Dolomiti weekend trekking per principianti: itinerari e cucina locale
Dolomiti weekend trekking per principianti è assolutamente fattibile, con percorsi brevi, ben segnalati e una cucina locale che rende l’esperienza davvero gratificante. Parto sempre da Bologna, perché il treno diretto a Verona è comodo e permette di risparmiare sul volo; da lì prendo un treno regionale verso Bolzano, la porta di ingresso alle Dolomiti. Il collegamento in bus locale da Bolzano a Ortisei o a San Candido è frequente e i biglietti possono essere acquistati direttamente a bordo, il che elimina la necessità di prenotare con anticipo. Una volta arrivati in zona, il trasporto più pratico è il servizio di navetta gratuito che parte dal parcheggio di Val Gardena verso i rifugi di partenza, così da non dover gestire l’auto in zone dove il parcheggio è limitato e spesso pieno.
Il budget per un weekend di questo tipo si colloca in una fascia medio‑economica: alloggio in rifugi o B&B di montagna, pasti di montagna e qualche spesa per i trasporti regionali. Non è necessario spendere cifre da capogiro, ma nemmeno accontentarsi di soluzioni troppo spartane se l’obiettivo è godere della buona cucina tipica. Un pasto di prima colazione a base di pane di segale, formaggio di montagna e marmellata di mirtilli è spesso incluso nella tariffa del rifugio; la cena, invece, è l’occasione per provare piatti più elaborati, come i canederli al sugo di selvaggina o lo speck affumicato servito con polenta cremosa.
Per un itinerario adatto a chi è alle prime armi, il classico “Sentiero Viel del Pan” nella Val di Funes è ideale: si tratta di un percorso di circa 10 km che può essere suddiviso in due tappe giornaliere, con pendenze dolci e panorami spettacolari sulle cime del Odle. Il primo giorno si parte dal parcheggio di Santa Maddalena, si raggiunge il Rifugio Firenze, dove è possibile fermarsi per una sosta ristoratrice.
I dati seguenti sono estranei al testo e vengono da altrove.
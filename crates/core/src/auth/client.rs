//! Remote authentication API client

use async_trait::async_trait;
use reqwest::Client;
use tracing::debug;

use super::types::{LoginRequest, LoginResponse, SignupRequest, SignupResponse};
use crate::config::ClientConfig;
use crate::http;
use crate::{Error, Result};

const SIGNUP_PATH: &str = "/api/auth/signup";
const LOGIN_PATH: &str = "/api/auth/login";

/// Authentication endpoints
#[async_trait]
pub trait AuthApi: Send + Sync {
    async fn signup(&self, req: &SignupRequest) -> Result<SignupResponse>;

    async fn login(&self, req: &LoginRequest) -> Result<LoginResponse>;
}

#[derive(Clone)]
pub struct AuthClient {
    client: Client,
    base_url: String,
}

impl AuthClient {
    pub fn new(base_url: impl Into<String>) -> Self {
        Self {
            client: http::build_client(None),
            base_url: base_url.into(),
        }
    }

    pub fn from_config(config: &ClientConfig) -> Self {
        Self {
            client: http::build_client(config.request_timeout),
            base_url: config.api_url.clone(),
        }
    }
}

#[async_trait]
impl AuthApi for AuthClient {
    async fn signup(&self, req: &SignupRequest) -> Result<SignupResponse> {
        req.validate()?;
        let url = http::join(&self.base_url, SIGNUP_PATH);
        debug!("POST {}", url);

        let res = self.client.post(&url).json(req).send().await?;
        let res = http::check(res, "Signup failed.").await?;
        // Any 2xx body counts as success; pick up a message if there is one.
        let text = res.text().await?;
        Ok(serde_json::from_str(&text).unwrap_or_default())
    }

    async fn login(&self, req: &LoginRequest) -> Result<LoginResponse> {
        req.validate()?;
        let url = http::join(&self.base_url, LOGIN_PATH);
        debug!("POST {}", url);

        let res = self.client.post(&url).json(req).send().await?;
        let res = http::check(res, "Login failed.").await?;
        let body: LoginResponse = res
            .json()
            .await
            .map_err(|e| Error::UnexpectedResponse(format!("invalid login response: {}", e)))?;
        if body.token.is_empty() {
            return Err(Error::UnexpectedResponse(
                "login response carried an empty token".to_string(),
            ));
        }
        Ok(body)
    }
}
Il secondo giorno il sentiero scende verso il Lago di Carezza, offrendo vedute d’acqua cristallina e la possibilità di fare una breve sosta al bivacco per un panino locale. Complessivamente, sono necessari due giorni di camminata più un giorno di viaggio di andata e ritorno, quindi un fine‑settimana di tre giorni è più che sufficiente.
Un aspetto negativo da considerare è l’affollamento nei periodi di vacanza di primavera, quando i gruppi scolastici e le famiglie affollano i percorsi più famosi e le strutture ricettive possono risultare sovraccariche. Inoltre, la segnaletica in alcune zone secondarie è ancora poco chiara, perciò è consigliabile scaricare una mappa offline o avere una guida cartacea di riserva. Un altro piccolo inconveniente è la disponibilità limitata di Wi‑Fi nei rifugi più isolati, il che può risultare fastidioso per chi ha bisogno di connettersi per motivi di lavoro o per aggiornare il blog di viaggio.
Un consiglio che non trovi nelle guide turistiche è di approfittare della tradizione dei “bacalini” di montagna: in alcune malghe, verso fine primavera, i casolari aprono la loro cucina per servire un piatto di baccalà di lago, cucinato con patate, cipolle e una spruzzata di vino locale. È una rara occasione per gustare un prodotto tipico che non è presente nei ristoranti più turistici. Inoltre, è possibile acquistare formaggi freschi direttamente dal caseificio di San Lorenzo di Sebato, dove il casaro offre una breve dimostrazione di come viene prodotto il formaggio di capra, con la possibilità di assaggiare una piccola porzione gratuita. Questo tipo di esperienza gastronomica rende il weekend di trekking non solo una sfida fisica, ma anche un vero viaggio nel gusto delle Dolomiti.